Ozark Cavefish National Wildlife Refuge
Turnback Cave Creek
The opening of Turnback Cave
Ozark Cavefish National Wildlife Refuge is a 40-acre property west of Springfield, MO, that the US Fish & Wildlife Servive acquired in 1991 to protect the federally endangered Ozark cavefish.
Central to the refuge is Turnback Cave and Turnback Cave Creek Spring, one of two known planetary homes of the Ozark cavefish. Turnback Cave is also a refuge for the endangered gray bat and bat guano is a primary food source of the cavefish. Because of its purpose, the property is closed to all public access. Adjacent to the main refuge is the 208-acre Paris Springs Access of the Missouri Department of Conservation.
The Ozark cavefish itself is small, generally about 2.5-inches in length, pink and with no eyes: they've lived underground with no light for so long evolution bred eyes out of them. In the 1800's they were plentiful in caves, sinkholes and underground springs around the area where Arkansas, Missouri and Oklahoma meet. Early settlers would often find them in their water buckets when drawing water from a well or spring. They were a sign of clean water and were known as "well keepers" or "spring keepers." However, human-caused water pollution in the area has reduced their habitat severely and brought the species to the edge of extinction.

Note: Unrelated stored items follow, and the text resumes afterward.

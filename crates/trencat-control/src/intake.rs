// Copyright 2025 eraflo
//
// Licensed under the Apache License, Version 2.0 (the "License");
// you may not use this file except in compliance with the License.
// You may obtain a copy of the License at
//
//     http://www.apache.org/licenses/LICENSE-2.0
//
// Unless required by applicable law or agreed to in writing, software
// distributed under the License is distributed on an "AS IS" BASIS,
// WITHOUT WARRANTIES OR CONDITIONS OF ANY KIND, either express or implied.
// See the License for the specific language governing permissions and
// limitations under the License.

//! The setpoint intake: the single channel through which acceleration
//! commands reach the train.

use crate::error::{AtpError, AtpResult};
use crossbeam_channel::{select, Receiver, Sender};
use std::mem;
use std::sync::{Arc, Mutex, PoisonError, RwLock};
use std::thread;
use trencat_core::{LogSink, Setpoint};

#[derive(Debug)]
enum IntakeState {
    Closed,
    /// Dropping `stop` asks the listener to shut down.
    Open { stop: Sender<()> },
    /// Close requested, listener not yet gone.
    Closing,
}

enum Event {
    Received(Setpoint),
    ProducerGone,
    Stop,
}

/// Listens for setpoints and keeps the latest one.
#[derive(Debug)]
pub(crate) struct Intake {
    state: Arc<Mutex<IntakeState>>,
    setpoint: Arc<RwLock<Setpoint>>,
    log: Arc<dyn LogSink>,
}

impl Intake {
    pub(crate) fn new(setpoint: Arc<RwLock<Setpoint>>, log: Arc<dyn LogSink>) -> Self {
        Self {
            state: Arc::new(Mutex::new(IntakeState::Closed)),
            setpoint,
            log,
        }
    }

    /// Opens the intake, returning the producer's handle and the channel on
    /// which the close acknowledgment arrives.
    pub(crate) fn open(&self) -> AtpResult<(Sender<Setpoint>, Receiver<()>)> {
        let mut state = self.state.lock().unwrap_or_else(PoisonError::into_inner);
        if !matches!(*state, IntakeState::Closed) {
            drop(state);
            self.log
                .warn(&format!("Attempt to open intake: {}", AtpError::IntakeAlreadyOpen));
            return Err(AtpError::IntakeAlreadyOpen);
        }

        let (input, data) = crossbeam_channel::bounded(0);
        let (stop, stop_rx) = crossbeam_channel::bounded::<()>(0);
        let (ack_tx, ack) = crossbeam_channel::bounded(1);
        *state = IntakeState::Open { stop };
        drop(state);

        let shared_state = Arc::clone(&self.state);
        let setpoint = Arc::clone(&self.setpoint);
        let log = Arc::clone(&self.log);
        thread::spawn(move || {
            listen(&data, &stop_rx, &setpoint, log.as_ref());
            *shared_state.lock().unwrap_or_else(PoisonError::into_inner) = IntakeState::Closed;
            log.info("Closed setpoint intake");
            let _ = ack_tx.send(());
        });

        self.log.info("Opened setpoint intake");
        Ok((input, ack))
    }

    /// Asks the listener to stop. The producer's handle is left alone; it
    /// sees a disconnected channel once the listener is gone.
    pub(crate) fn close(&self) -> AtpResult<()> {
        let mut state = self.state.lock().unwrap_or_else(PoisonError::into_inner);
        match mem::replace(&mut *state, IntakeState::Closing) {
            IntakeState::Open { stop } => {
                drop(state);
                drop(stop);
                self.log.info("Closing setpoint intake");
                Ok(())
            }
            previous => {
                *state = previous;
                drop(state);
                self.log
                    .warn(&format!("Attempt to close intake: {}", AtpError::IntakeNotOpen));
                Err(AtpError::IntakeNotOpen)
            }
        }
    }

    /// Requests closure if the intake is open. Does nothing otherwise.
    pub(crate) fn shutdown(&self) {
        let mut state = self.state.lock().unwrap_or_else(PoisonError::into_inner);
        if let IntakeState::Open { .. } = *state {
            *state = IntakeState::Closing;
        }
    }

    pub(crate) fn is_open(&self) -> bool {
        matches!(
            *self.state.lock().unwrap_or_else(PoisonError::into_inner),
            IntakeState::Open { .. }
        )
    }
}

fn listen(
    data: &Receiver<Setpoint>,
    stop: &Receiver<()>,
    setpoint: &RwLock<Setpoint>,
    log: &dyn LogSink,
) {
    let idle = crossbeam_channel::never();
    let mut source = data;
    loop {
        let event = select! {
            recv(source) -> msg => msg.map_or(Event::ProducerGone, Event::Received),
            recv(stop) -> _ => Event::Stop,
        };
        match event {
            Event::Received(next) => {
                *setpoint.write().unwrap_or_else(PoisonError::into_inner) = next;
                log.debug(&format!("New setpoint {} m/s2", next.value));
            }
            Event::ProducerGone => {
                // Keep the last setpoint and wait for the close signal.
                log.info("Setpoint producer disconnected");
                source = &idle;
            }
            Event::Stop => return,
        }
    }
}
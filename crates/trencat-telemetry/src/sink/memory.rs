// Copyright 2025 eraflo
//
// Licensed under the Apache License, Version 2.0 (the "License");
// you may not use this file except in compliance with the License.
// You may obtain a copy of the License at
//
//     http://www.apache.org/licenses/LICENSE-2.0
//
// Unless required by applicable law or agreed to in writing, software
// distributed under the License is distributed on an "AS IS" BASIS,
// WITHOUT WARRANTIES OR CONDITIONS OF ANY KIND, either express or implied.
// See the License for the specific language governing permissions and
// limitations under the License.

//! A log sink that keeps every record in memory.

use log::Level;
use std::sync::{PoisonError, RwLock};
use std::time::SystemTime;
use trencat_core::{LogCrateSink, LogSink};

/// A single recorded message.
#[derive(Debug, Clone, PartialEq)]
pub struct LogRecord {
    /// When the message was recorded.
    pub time: SystemTime,
    /// Severity.
    pub level: Level,
    /// The message text.
    pub message: String,
}

/// Thread-safe in-memory sink, optionally echoing to the `log` facade.
///
/// Reads take the lock shared, so inspecting records never stalls writers
/// for long.
#[derive(Debug, Default)]
pub struct MemorySink {
    records: RwLock<Vec<LogRecord>>,
    echo: Option<LogCrateSink>,
}

impl MemorySink {
    /// Creates an empty sink.
    pub fn new() -> Self {
        Self::default()
    }

    /// Creates an empty sink that also forwards every record to `echo`.
    pub fn echoing(echo: LogCrateSink) -> Self {
        Self {
            records: RwLock::new(Vec::new()),
            echo: Some(echo),
        }
    }

    /// Returns a copy of every record, oldest first.
    pub fn records(&self) -> Vec<LogRecord> {
        self.records
            .read()
            .unwrap_or_else(PoisonError::into_inner)
            .clone()
    }

    /// Returns the messages recorded at `level`.
    pub fn messages_at(&self, level: Level) -> Vec<String> {
        self.records
            .read()
            .unwrap_or_else(PoisonError::into_inner)
            .iter()
            .filter(|record| record.level == level)
            .map(|record| record.message.clone())
            .collect()
    }

    /// Returns `true` if any record at `level` contains `needle`.
    pub fn contains(&self, level: Level, needle: &str) -> bool {
        self.records
            .read()
            .unwrap_or_else(PoisonError::into_inner)
            .iter()
            .any(|record| record.level == level && record.message.contains(needle))
    }

    /// Returns the number of stored records.
    pub fn len(&self) -> usize {
        self.records
            .read()
            .unwrap_or_else(PoisonError::into_inner)
            .len()
    }

    /// Returns `true` if nothing was recorded.
    pub fn is_empty(&self) -> bool {
        self.len() == 0
    }

    /// Drops every stored record.
    pub fn clear(&self) {
        self.records
            .write()
            .unwrap_or_else(PoisonError::into_inner)
            .clear();
    }
}

impl LogSink for MemorySink {
    fn log(&self, level: Level, message: &str) {
        if let Some(echo) = &self.echo {
            echo.log(level, message);
        }
        self.records
            .write()
            .unwrap_or_else(PoisonError::into_inner)
            .push(LogRecord {
                time: SystemTime::now(),
                level,
                message: message.to_string(),
            });
    }
}

#[cfg(test)]
mod tests {
    use super::*;
    use std::sync::Arc;
    use std::thread;

    #[test]
    fn test_records_in_order() {
        let sink = MemorySink::new();
        sink.info("first");
        sink.warn("second");

        let records = sink.records();
        assert_eq!(records.len(), 2);
        assert_eq!(records[0].message, "first");
        assert_eq!(records[1].level, Level::Warn);
        assert!(records[0].time <= records[1].time);
    }

    #[test]
    fn test_filter_by_level() {
        let sink = MemorySink::echoing(LogCrateSink::new("memory-sink-test"));
        sink.info("opened");
        sink.warn("velocity exceeds maximum");
        sink.debug("tick");

        assert_eq!(sink.messages_at(Level::Warn), vec!["velocity exceeds maximum"]);
        assert!(sink.contains(Level::Warn, "exceeds"));
        assert!(!sink.contains(Level::Info, "exceeds"));
    }

    #[test]
    fn test_clear() {
        let sink = MemorySink::new();
        sink.info("x");
        sink.clear();
        assert!(sink.is_empty());
    }

    #[test]
    fn test_concurrent_writers() {
        let sink = Arc::new(MemorySink::new());
        let handles: Vec<_> = (0..4)
            .map(|t| {
                let sink = Arc::clone(&sink);
                thread::spawn(move || {
                    for i in 0..50 {
                        sink.info(&format!("{t}-{i}"));
                    }
                })
            })
            .collect();
        for handle in handles {
            handle.join().unwrap();
        }
        assert_eq!(sink.len(), 200);
    }
}
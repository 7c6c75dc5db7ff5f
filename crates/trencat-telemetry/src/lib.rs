// Copyright 2025 eraflo
//
// Licensed under the Apache License, Version 2.0 (the "License");
// you may not use this file except in compliance with the License.
// You may obtain a copy of the License at
//
//     http://www.apache.org/licenses/LICENSE-2.0
//
// Unless required by applicable law or agreed to in writing, software
// distributed under the License is distributed on an "AS IS" BASIS,
// WITHOUT WARRANTIES OR CONDITIONS OF ANY KIND, either express or implied.
// See the License for the specific language governing permissions and
// limitations under the License.

//! # Trencat Telemetry
//!
//! Concrete logging sinks and the rate-limited telemetry taps that publish
//! samples to many consumers without ever blocking the producer.

#![warn(missing_docs)]

pub mod logging;
pub mod sink;
pub mod tap;

pub use sink::{LogRecord, MemorySink};
pub use tap::{TapError, TapId, TapRegistry, TapResult, TapStats};
// Copyright 2025 eraflo
//
// Licensed under the Apache License, Version 2.0 (the "License");
// you may not use this file except in compliance with the License.
// You may obtain a copy of the License at
//
//     http://www.apache.org/licenses/LICENSE-2.0
//
// Unless required by applicable law or agreed to in writing, software
// distributed under the License is distributed on an "AS IS" BASIS,
// WITHOUT WARRANTIES OR CONDITIONS OF ANY KIND, either express or implied.
// See the License for the specific language governing permissions and
// limitations under the License.

//! Error types for the ATP facade.

use std::fmt;
use trencat_core::CoreError;
use trencat_telemetry::TapError;

/// A specialized `Result` type for ATP operations.
pub type AtpResult<T> = Result<T, AtpError>;

/// An error raised by the ATP facade.
#[derive(Debug, Clone, PartialEq)]
pub enum AtpError {
    /// The setpoint intake is already open, or its close is still pending.
    IntakeAlreadyOpen,
    /// The setpoint intake is not open.
    IntakeNotOpen,
    /// A telemetry tap operation failed.
    Tap(TapError),
    /// The physics engine rejected the operation.
    Core(CoreError),
}

impl fmt::Display for AtpError {
    fn fmt(&self, f: &mut fmt::Formatter<'_>) -> fmt::Result {
        match self {
            AtpError::IntakeAlreadyOpen => write!(f, "Setpoint intake already open"),
            AtpError::IntakeNotOpen => write!(f, "Setpoint intake not open"),
            AtpError::Tap(e) => write!(f, "Tap error: {e}"),
            AtpError::Core(e) => write!(f, "Physics core error: {e}"),
        }
    }
}

impl std::error::Error for AtpError {
    fn source(&self) -> Option<&(dyn std::error::Error + 'static)> {
        match self {
            AtpError::Tap(e) => Some(e),
            AtpError::Core(e) => Some(e),
            _ => None,
        }
    }
}

impl From<TapError> for AtpError {
    fn from(e: TapError) -> Self {
        AtpError::Tap(e)
    }
}

impl From<CoreError> for AtpError {
    fn from(e: CoreError) -> Self {
        AtpError::Core(e)
    }
}
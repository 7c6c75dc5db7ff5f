// Copyright 2025 eraflo
//
// Licensed under the Apache License, Version 2.0 (the "License");
// you may not use this file except in compliance with the License.
// You may obtain a copy of the License at
//
//     http://www.apache.org/licenses/LICENSE-2.0
//
// Unless required by applicable law or agreed to in writing, software
// distributed under the License is distributed on an "AS IS" BASIS,
// WITHOUT WARRANTIES OR CONDITIONS OF ANY KIND, either express or implied.
// See the License for the specific language governing permissions and
// limitations under the License.

//! Seeded generation of random but plausible trains and routes.

use crate::track::{TrackId, TrackSegment};
use crate::train::Train;
use rand::{Rng, SeedableRng};
use rand_chacha::ChaCha8Rng;

/// Which optional track features a generated route may contain.
#[derive(Debug, Clone, Copy, Default)]
pub struct RouteFeatures {
    /// Allow slopes in `[-0.01, 0.01]` rad.
    pub slope: bool,
    /// Allow bends with radius in `[60, 1000]` m.
    pub bend: bool,
    /// Allow tunnels.
    pub tunnel: bool,
}

/// Produces random trains and routes from a seed.
#[derive(Debug, Clone)]
pub struct Factory {
    rng: ChaCha8Rng,
}

impl Factory {
    /// Creates a factory with a fixed seed, so results are reproducible.
    pub fn with_seed(seed: u64) -> Self {
        Self {
            rng: ChaCha8Rng::seed_from_u64(seed),
        }
    }

    /// Generates a train.
    pub fn train(&mut self) -> Train {
        let rng = &mut self.rng;
        Train {
            id: rng.gen(),
            length: rng.gen_range(50.0..=150.0),
            mass: rng.gen_range(3e5..=7e5),
            mass_factor: rng.gen_range(1.0..=1.2),
            max_force: rng.gen_range(2e5..=6e5),
            max_brake: rng.gen_range(2e5..=6e5),
            resistance_lin: rng.gen_range(1e-9..=1e-6),
            resistance_qua: rng.gen_range(3e-11..=1e-9),
        }
    }

    /// Generates `count` consecutive segments linked forward and backward.
    ///
    /// Segment identifiers are `first_id`, `first_id + 1`, and so on.
    pub fn route(
        &mut self,
        first_id: u32,
        count: usize,
        min_length: f64,
        max_length: f64,
        features: RouteFeatures,
    ) -> Vec<TrackSegment> {
        let rng = &mut self.rng;
        let mut route: Vec<TrackSegment> = Vec::with_capacity(count);
        for offset in 0..count {
            let id = TrackId(first_id + offset as u32);
            let mut segment = TrackSegment::new(
                id,
                rng.gen_range(min_length..=max_length),
                rng.gen_range(5.0..=30.0),
            );
            if features.slope && rng.gen_bool(0.5) {
                segment.slope = rng.gen_range(-0.01..=0.01);
            }
            if features.bend && rng.gen_bool(0.5) {
                segment.bend_radius = rng.gen_range(60.0..=1000.0);
            }
            if features.tunnel && rng.gen_bool(0.5) {
                segment.tunnel = true;
            }
            if let Some(previous) = route.last_mut() {
                previous.forward = Some(id);
                segment.backward = Some(previous.id);
            }
            route.push(segment);
        }
        route
    }
}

The other known home of the Ozark cavefish is Hearrell Spring, adjacent to the Neosho National Fish Hatchery. There's a 1.3-acre parcel of the refuge located there. That parcel is also closed to public access but there is an underwater camera installed in the springs and visitors to the fish hatchery can see a video of what's happening.
The geology is limestone from the Mississippian age of the Carboniferous period. It has hollowed out over the millenia and is full of interconnecting passages. Water quality is usually good in such areas but surface pollution (like sewage and fertilizer runoff) that gets into the groundwater will destroy that quality and kill the fish.
The refuge is closed also to protect the bat population from the spread of White-nose syndrome, a cold-loving fungus that has killed millions of bats across the country.
Ozark Cavefish National Wildlife Refuge is administered by staff at Mingo National Wildlife Refuge.